Der Gedanke an so etwas wie spieltechnische Hürden kommt gar nicht erst auf. Die hatten Silverstein und Tilson Thomas sowieso im Griff – …und konnten sich auf das Wichtige konzentrieren: Die Musik hinter den Noten, das irisierende Schillern dieser Musik, die tausend Farbschattierungen dieser Weltklassesonate.

Die anderen Solisten auf diesem Album wie Jules Eskin (Cello), Doriot Anthoy Dwyer (Flöte), Burton Fine (Viola) und Ann Hobson (Harfe) mögen weniger klangvolle Namen tragen als Silverstein und Tilson Thomas, sie pflegten aber bei dieser Aufnahme dieselbe Philosophie, wenn man so will: Äußerst beseelte, nachgerade hinreißende Einspielungen haben sie auf dieser insgesamt fantastischen Platte von der Cellosonate und der Sonate für Flöte, Viola und Harfe hinterlassen. Zu all dem kommt noch das kurze, aber zeitlos moderne „Syrinx“ für Flöte solo.

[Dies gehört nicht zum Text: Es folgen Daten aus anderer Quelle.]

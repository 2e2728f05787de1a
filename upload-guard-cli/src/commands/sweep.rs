//! Retention sweep command

use std::time::SystemTime;

use anyhow::{Context, Result};
use clap::Args;
use console::style;
use tracing::info;
use upload_guard::config::UploadConfig;
use upload_guard::jobs::{CancellationToken, RetentionJob};
use upload_guard::storage::{RetentionSweeper, SweepReport};

use super::{CommandContext, INFO, SUCCESS, WARNING};

/// Delete stored files older than the retention window
#[derive(Debug, Args)]
pub struct SweepCommand {
    /// List expired files without deleting them
    #[arg(long, conflicts_with = "schedule")]
    pub dry_run: bool,

    /// Keep running and sweep on `retention_schedule` until interrupted
    #[arg(long)]
    pub schedule: bool,
}

impl SweepCommand {
    /// Execute the sweep command
    ///
    /// # Errors
    ///
    /// Returns an error if the retention schedule is invalid or the sweep task fails.
    pub async fn execute(&self, ctx: &CommandContext) -> Result<()> {
        if self.schedule {
            return Self::run_scheduled(ctx).await;
        }

        let report = self.sweep_once(&ctx.config).await?;

        if ctx.json {
            return CommandContext::print_json(&report);
        }
        print_report(&report, self.dry_run);
        Ok(())
    }

    async fn sweep_once(&self, config: &UploadConfig) -> Result<SweepReport> {
        let sweeper = RetentionSweeper::from_config(config);
        let dry_run = self.dry_run;
        let report = tokio::task::spawn_blocking(move || {
            if dry_run {
                sweeper.expired_at(SystemTime::now())
            } else {
                sweeper.sweep()
            }
        })
        .await?;
        Ok(report)
    }

    async fn run_scheduled(ctx: &CommandContext) -> Result<()> {
        let job = RetentionJob::from_config(&ctx.config)?;
        let token = CancellationToken::new();

        println!(
            "{} Sweeping {} on {} (Ctrl+C to stop)",
            INFO,
            style(ctx.config.managed_root.display()).bold(),
            style(job.schedule().description()).cyan()
        );

        let handle = tokio::spawn(job.run(token.clone()));
        tokio::signal::ctrl_c()
            .await
            .context("Failed to listen for Ctrl+C")?;
        info!("Shutdown requested");
        token.cancel();

        let runs = handle.await?;
        println!("{SUCCESS} Stopped after {runs} sweep(s)");
        Ok(())
    }
}

fn print_report(report: &SweepReport, dry_run: bool) {
    let verb = if dry_run { "Would delete" } else { "Deleted" };
    for path in &report.deleted {
        println!("  {} {}", style(verb).dim(), path.display());
    }
    for failure in &report.failures {
        println!("  {} {}: {}", WARNING, failure.path.display(), style(&failure.error).red());
    }

    println!(
        "{} {} {} of {} file(s)",
        SUCCESS,
        verb,
        style(report.deleted_count()).cyan(),
        report.scanned
    );
}
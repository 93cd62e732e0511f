use std::collections::BTreeSet;

use tracing::trace;

use crate::RenderOptions;
use crate::expr::{CastToken, ExprKind, KismetExpression, ObjectRef, PropertyPointer, SwitchCase};
use crate::labels::{JumpTargetSet, collect_jump_targets, label_name};
use crate::types::prefix;

const INDENT: &str = "\t\t";
const TERMINATOR: &str = ";\n\n";

#[derive(Debug, Clone, Copy, PartialEq, Eq)]
pub enum RenderMode {
    Statement,
    Expression,
}

#[derive(Debug)]
pub struct ExpressionRenderer<'a> {
    jump_targets: &'a JumpTargetSet,
    options: RenderOptions,
    out: String,
    at_line_start: bool,
    emitted_labels: BTreeSet<u32>,
}
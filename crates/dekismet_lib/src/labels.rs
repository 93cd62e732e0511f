use std::collections::BTreeSet;

use crate::expr::{ExprKind, KismetExpression};

pub type JumpTargetSet = BTreeSet<u32>;

pub fn label_name(offset: u32) -> String {
    format!("Label_{offset}")
}

/// Walks every statement (and every operand nested inside it) and records the
/// offsets targeted by `Jump`, `JumpIfNot` and constant `ComputedJump`s.
pub fn collect_jump_targets(script: &[KismetExpression]) -> JumpTargetSet {
    let mut targets = JumpTargetSet::new();
    let mut stack: Vec<&KismetExpression> = script.iter().rev().collect();

    while let Some(expr) = stack.pop() {
        match &expr.kind {
            ExprKind::Jump { code_offset } | ExprKind::JumpIfNot { code_offset, .. } => {
                targets.insert(*code_offset);
            }
            ExprKind::ComputedJump { code_offset_expression } => match &code_offset_expression.kind {
                ExprKind::IntConst { value } if *value >= 0 => {
                    targets.insert(*value as u32);
                }
                ExprKind::SkipOffsetConst { value } => {
                    targets.insert(*value);
                }
                _ => {}
            },
            _ => {}
        }
        stack.extend(expr.children().into_iter().rev());
    }

    targets
}

pub fn find_label_line(text: &str, offset: u32) -> Option<usize> {
    let wanted = format!("{}:", label_name(offset));
    text.lines().position(|line| line.trim() == wanted)
}
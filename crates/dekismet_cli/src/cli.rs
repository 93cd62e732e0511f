use std::path::PathBuf;

use clap::{Parser, Subcommand, builder::{Styles, styling::{AnsiColor, Effects}}, crate_description, crate_name, crate_version};
use clap_complete::Shell;

#[derive(Parser)]
#[command(name = crate_name!(),
    version = crate_version!(),
    about = crate_description!(),
    styles = Styles::styled()
        .header(AnsiColor::BrightGreen.on_default() | Effects::BOLD | Effects::UNDERLINE)
        .usage(AnsiColor::Cyan.on_default() | Effects::BOLD)
        .literal(AnsiColor::BrightCyan.on_default() | Effects::BOLD)
        .placeholder(AnsiColor::Cyan.on_default()))]
pub struct Cli {
    #[command(subcommand)]
    pub command: Option<TopLevel>,
}

#[derive(Subcommand)]
pub enum TopLevel {
    /// Renders a decoded script dump (JSON) as pseudocode
    Render {
        /// Path to the JSON dump of a class or a single function
        path: PathBuf,

        /// Only render the function with this name
        #[arg(long)]
        function: Option<String>,

        /// Prefix instance-member variables with `this->`
        #[arg(long, default_value_t = false)]
        qualify_instance_members: bool,
    },
    /// Generate shell completion
    Completion {
        #[arg(value_enum)]
        shell: Shell,
    },
}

Wenn auch die anderen „Ausgrabungen“ aus dem Deutsche Grammophon-Archiv bei pentatone nicht viel Brauchbares hervorgebracht haben mögen, so ist doch wenigstens diese faszinierende Einspielung etwas für’s Leben. Wer diese Einspielung hat, kann damit immer glücklich sein. Es wird Alternativen geben, andere gelungene Einspielungen dieser herrlichen Musik. Aber übertreffen werden kann diese von vorn bis hinten einfach nur großartige Aufnahme aus Boston eigentlich nicht. Sie ist fast schon ein Gesamtkunstwerk, eine Einspielung, bei der man zu jeder Sekunde das Gefühl hat: So, genau so muss es sein. Eine Seltenheit und eine willkommene Wiederveröffentlichung in einer Flut von zu viel Halbgarem.